All entries must be returned precisely as they appear.

---------- RECORD EXCERPTS ----------

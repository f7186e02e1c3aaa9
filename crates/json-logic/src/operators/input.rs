//! Data access operators: `var`, `missing` and `missing_some`.

use crate::error::Error;
use crate::eval_ctx::EvalCtx;
use crate::types::{Arity, OperatorDefinition};
use crate::value::Value;
use crate::vars;
use std::sync::Arc;

fn var_eval(args: &[Value], ctx: &EvalCtx<'_>) -> Result<Value, Error> {
    vars::resolve(args, ctx)
}

fn var_check(args: &[Value]) -> Result<(), &'static str> {
    match args.first() {
        Some(Value::Bool(_) | Value::Array(_)) => Err("path must be a string, a number or null"),
        _ => Ok(()),
    }
}

fn missing_eval(args: &[Value], ctx: &EvalCtx<'_>) -> Result<Value, Error> {
    let keys = match args.first() {
        Some(Value::Array(keys)) => keys.as_slice(),
        _ => args,
    };
    Ok(Value::array(vars::missing(keys, ctx)?))
}

/// `[need, paths]`: nothing is missing once `need` of the paths are present.
fn missing_some_eval(args: &[Value], ctx: &EvalCtx<'_>) -> Result<Value, Error> {
    let need = match &args[0] {
        Value::Number(n) => *n,
        other => return Err(Error::mismatch("missing_some", "number", other.kind())),
    };
    let keys = args[1]
        .as_array()
        .ok_or_else(|| Error::mismatch("missing_some", "array", args[1].kind()))?;
    let absent = vars::missing(keys, ctx)?;
    let present = keys.len() - absent.len();
    if present as f64 >= need {
        Ok(Value::array(Vec::new()))
    } else {
        Ok(Value::array(absent))
    }
}

fn missing_some_check(args: &[Value]) -> Result<(), &'static str> {
    match args {
        [need, _] if !matches!(need, Value::Number(_) | Value::Object(_)) => {
            Err("need must be a number")
        }
        [_, paths] if !matches!(paths, Value::Array(_) | Value::Object(_)) => {
            Err("paths must be an array")
        }
        _ => Ok(()),
    }
}

pub fn operators() -> Vec<Arc<OperatorDefinition>> {
    vec![
        Arc::new(OperatorDefinition {
            name: "var",
            arity: Arity::Range(0, Some(2)),
            eval_fn: var_eval,
            lazy: false,
            check: Some(var_check),
        }),
        Arc::new(OperatorDefinition {
            name: "missing",
            arity: Arity::Any,
            eval_fn: missing_eval,
            lazy: false,
            check: None,
        }),
        Arc::new(OperatorDefinition {
            name: "missing_some",
            arity: Arity::Fixed(2),
            eval_fn: missing_some_eval,
            lazy: false,
            check: Some(missing_some_check),
        }),
    ]
}
//! Arithmetic operators.

use crate::error::Error;
use crate::eval_ctx::EvalCtx;
use crate::types::{Arity, OperatorDefinition};
use crate::util;
use crate::value::Value;
use std::sync::Arc;

fn numbers(op: &'static str, args: &[Value]) -> Result<Vec<f64>, Error> {
    args.iter().map(|arg| util::to_number(op, arg)).collect()
}

fn add_eval(args: &[Value], _ctx: &EvalCtx<'_>) -> Result<Value, Error> {
    Ok(Value::Number(numbers("+", args)?.into_iter().sum()))
}

fn subtract_eval(args: &[Value], _ctx: &EvalCtx<'_>) -> Result<Value, Error> {
    let result = match numbers("-", args)?.as_slice() {
        [a] => -a,
        [a, b, ..] => a - b,
        [] => 0.0,
    };
    Ok(Value::Number(result))
}

fn multiply_eval(args: &[Value], _ctx: &EvalCtx<'_>) -> Result<Value, Error> {
    Ok(Value::Number(numbers("*", args)?.into_iter().product()))
}

fn divide_eval(args: &[Value], _ctx: &EvalCtx<'_>) -> Result<Value, Error> {
    match numbers("/", args)?.as_slice() {
        [a] => Ok(Value::Number(*a)),
        [_, b, ..] if *b == 0.0 => Err(Error::DivisionByZero { operator: "/" }),
        [a, b, ..] => Ok(Value::Number(a / b)),
        [] => Ok(Value::Null),
    }
}

fn mod_eval(args: &[Value], _ctx: &EvalCtx<'_>) -> Result<Value, Error> {
    let a = util::to_number("%", &args[0])?;
    let b = util::to_number("%", &args[1])?;
    if b == 0.0 {
        return Err(Error::DivisionByZero { operator: "%" });
    }
    Ok(Value::Number(a % b))
}

fn min_eval(args: &[Value], _ctx: &EvalCtx<'_>) -> Result<Value, Error> {
    Ok(numbers("min", args)?
        .into_iter()
        .reduce(f64::min)
        .map_or(Value::Null, Value::Number))
}

fn max_eval(args: &[Value], _ctx: &EvalCtx<'_>) -> Result<Value, Error> {
    Ok(numbers("max", args)?
        .into_iter()
        .reduce(f64::max)
        .map_or(Value::Null, Value::Number))
}

fn abs_eval(args: &[Value], _ctx: &EvalCtx<'_>) -> Result<Value, Error> {
    Ok(Value::Number(util::to_number("abs", &args[0])?.abs()))
}

pub fn operators() -> Vec<Arc<OperatorDefinition>> {
    vec![
        Arc::new(OperatorDefinition {
            name: "+",
            arity: Arity::Any,
            eval_fn: add_eval,
            lazy: false,
            check: None,
        }),
        Arc::new(OperatorDefinition {
            name: "-",
            arity: Arity::Range(1, Some(2)),
            eval_fn: subtract_eval,
            lazy: false,
            check: None,
        }),
        Arc::new(OperatorDefinition {
            name: "*",
            arity: Arity::Range(1, None),
            eval_fn: multiply_eval,
            lazy: false,
            check: None,
        }),
        Arc::new(OperatorDefinition {
            name: "/",
            arity: Arity::Range(1, Some(2)),
            eval_fn: divide_eval,
            lazy: false,
            check: None,
        }),
        Arc::new(OperatorDefinition {
            name: "%",
            arity: Arity::Fixed(2),
            eval_fn: mod_eval,
            lazy: false,
            check: None,
        }),
        Arc::new(OperatorDefinition {
            name: "min",
            arity: Arity::Any,
            eval_fn: min_eval,
            lazy: false,
            check: None,
        }),
        Arc::new(OperatorDefinition {
            name: "max",
            arity: Arity::Any,
            eval_fn: max_eval,
            lazy: false,
            check: None,
        }),
        Arc::new(OperatorDefinition {
            name: "abs",
            arity: Arity::Fixed(1),
            eval_fn: abs_eval,
            lazy: false,
            check: None,
        }),
    ]
}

----------

**RESPONSE:**
repository f7186e02e1c3aaa9
filename crates/json-logic/src/operators/input.rs
//! Data access operators: `var`, `missing` and `missing_some`.

use crate::error::Error;
use crate::eval_ctx::EvalCtx;
use crate::types::{Arity, OperatorDefinition};
use crate::value::Value;
use crate::vars;
use std::sync::Arc;

fn var_eval(args: &[Value], ctx: &EvalCtx<'_>) -> Result<Value, Error> {
    vars::resolve(args, ctx)
}

fn var_check(args: &[Value]) -> Result<(), &'static str> {
    match args.first() {
        Some(Value::Bool(_) | Value::Array(_)) => Err("path must be a string, a number or null"),
        _ => Ok(()),
    }
}

fn missing_eval(args: &[Value], ctx: &EvalCtx<'_>) -> Result<Value, Error> {
    let keys = match args.first() {
        Some(Value::Array(keys)) => keys.as_slice(),
        _ => args,
    };
    Ok(Value::array(vars::missing(keys, ctx)?))
}

/// `[need, paths]`: nothing is missing once `need` of the paths are present.
fn missing_some_eval(args: &[Value], ctx: &EvalCtx<'_>) -> Result<Value, Error> {
    let need = match &args[0] {
        Value::Number(n) => *n,
        other => return Err(Error::mismatch("missing_some", "number", other.kind())),
    };
    let keys = args[1]
        .as_array()
        .ok_or_else(|| Error::mismatch("missing_some", "array", args[1].kind()))?;
    let absent = vars::missing(keys, ctx)?;
    let present = keys.len() - absent.len();
    if present as f64 >= need {
        Ok(Value::array(Vec::new()))
    } else {
        Ok(Value::array(absent))
    }
}

fn missing_some_check(args: &[Value]) -> Result<(), &'static str> {
    match args {
        [need, _] if !matches!(need, Value::Number(_) | Value::Object(_)) => {
            Err("need must be a number")
        }
        [_, paths] if !matches!(paths, Value::Array(_) | Value::Object(_)) => {
            Err("paths must be an array")
        }
        _ => Ok(()),
    }
}

pub fn operators() -> Vec<Arc<OperatorDefinition>> {
    vec![
        Arc::new(OperatorDefinition {
            name: "var",
            arity: Arity::Range(0, Some(2)),
            eval_fn: var_eval,
            lazy: false,
            check: Some(var_check),
        }),
        Arc::new(OperatorDefinition {
            name: "missing",
            arity: Arity::Any,
            eval_fn: missing_eval,
            lazy: false,
            check: None,
        }),
        Arc::new(OperatorDefinition {
            name: "missing_some",
            arity: Arity::Fixed(2),
            eval_fn: missing_some_eval,
            lazy: false,
            check: Some(missing_some_check),
        }),
    ]
}
//! Arithmetic operators.

use crate::error::Error;
use crate::eval_ctx::EvalCtx;
use crate::types::{Arity, OperatorDefinition};
use crate::util;
use crate::value::Value;
use std::sync::Arc;

fn numbers(op: &'static str, args: &[Value]) -> Result<Vec<f64>, Error> {
    args.iter().map(|arg| util::to_number(op, arg)).collect()
}

fn add_eval(args: &[Value], _ctx: &EvalCtx<'_>) -> Result<Value, Error> {
    Ok(Value::Number(numbers("+", args)?.into_iter().sum()))
}

fn subtract_eval(args: &[Value], _ctx: &EvalCtx<'_>) -> Result<Value, Error> {
    let result = match numbers("-", args)?.as_slice() {
        [a] => -a,
        [a, b, ..] => a - b,
        [] => 0.0,
    };
    Ok(Value::Number(result))
}

fn multiply_eval(args: &[Value], _ctx: &EvalCtx<'_>) -> Result<Value, Error> {
    Ok(Value::Number(numbers("*", args)?.into_iter().product()))
}

fn divide_eval(args: &[Value], _ctx: &EvalCtx<'_>) -> Result<Value, Error> {
    match numbers("/", args)?.as_slice() {
        [a] => Ok(Value::Number(*a)),
        [_, b, ..] if *b == 0.0 => Err(Error::DivisionByZero { operator: "/" }),
        [a, b, ..] => Ok(Value::Number(a / b)),
        [] => Ok(Value::Null),
    }
}

fn mod_eval(args: &[Value], _ctx: &EvalCtx<'_>) -> Result<Value, Error> {
    let a = util::to_number("%", &args[0])?;
    let b = util::to_number("%", &args[1])?;
    if b == 0.0 {
        return Err(Error::DivisionByZero { operator: "%" });
    }
    Ok(Value::Number(a % b))
}

fn min_eval(args: &[Value], _ctx: &EvalCtx<'_>) -> Result<Value, Error> {
    Ok(numbers("min", args)?
        .into_iter()
        .reduce(f64::min)
        .map_or(Value::Null, Value::Number))
}

fn max_eval(args: &[Value], _ctx: &EvalCtx<'_>) -> Result<Value, Error> {
    Ok(numbers("max", args)?
        .into_iter()
        .reduce(f64::max)
        .map_or(Value::Null, Value::Number))
}

fn abs_eval(args: &[Value], _ctx: &EvalCtx<'_>) -> Result<Value, Error> {
    Ok(Value::Number(util::to_number("abs", &args[0])?.abs()))
}

pub fn operators() -> Vec<Arc<OperatorDefinition>> {
    vec![
        Arc::new(OperatorDefinition {
            name: "+",
            arity: Arity::Any,
            eval_fn: add_eval,
            lazy: false,
            check: None,
        }),
        Arc::new(OperatorDefinition {
            name: "-",
            arity: Arity::Range(1, Some(2)),
            eval_fn: subtract_eval,
            lazy: false,
            check: None,
        }),
        Arc::new(OperatorDefinition {
            name: "*",
            arity: Arity::Range(1, None),
            eval_fn: multiply_eval,
            lazy: false,
            check: None,
        }),
        Arc::new(OperatorDefinition {
            name: "/",
            arity: Arity::Range(1, Some(2)),
            eval_fn: divide_eval,
            lazy: false,
            check: None,
        }),
        Arc::new(OperatorDefinition {
            name: "%",
            arity: Arity::Fixed(2),
            eval_fn: mod_eval,
            lazy: false,
            check: None,
        }),
        Arc::new(OperatorDefinition {
            name: "min",
            arity: Arity::Any,
            eval_fn: min_eval,
            lazy: false,
            check: None,
        }),
        Arc::new(OperatorDefinition {
            name: "max",
            arity: Arity::Any,
            eval_fn: max_eval,
            lazy: false,
            check: None,
        }),
        Arc::new(OperatorDefinition {
            name: "abs",
            arity: Arity::Fixed(1),
            eval_fn: abs_eval,
            lazy: false,
            check: None,
        }),
    ]
}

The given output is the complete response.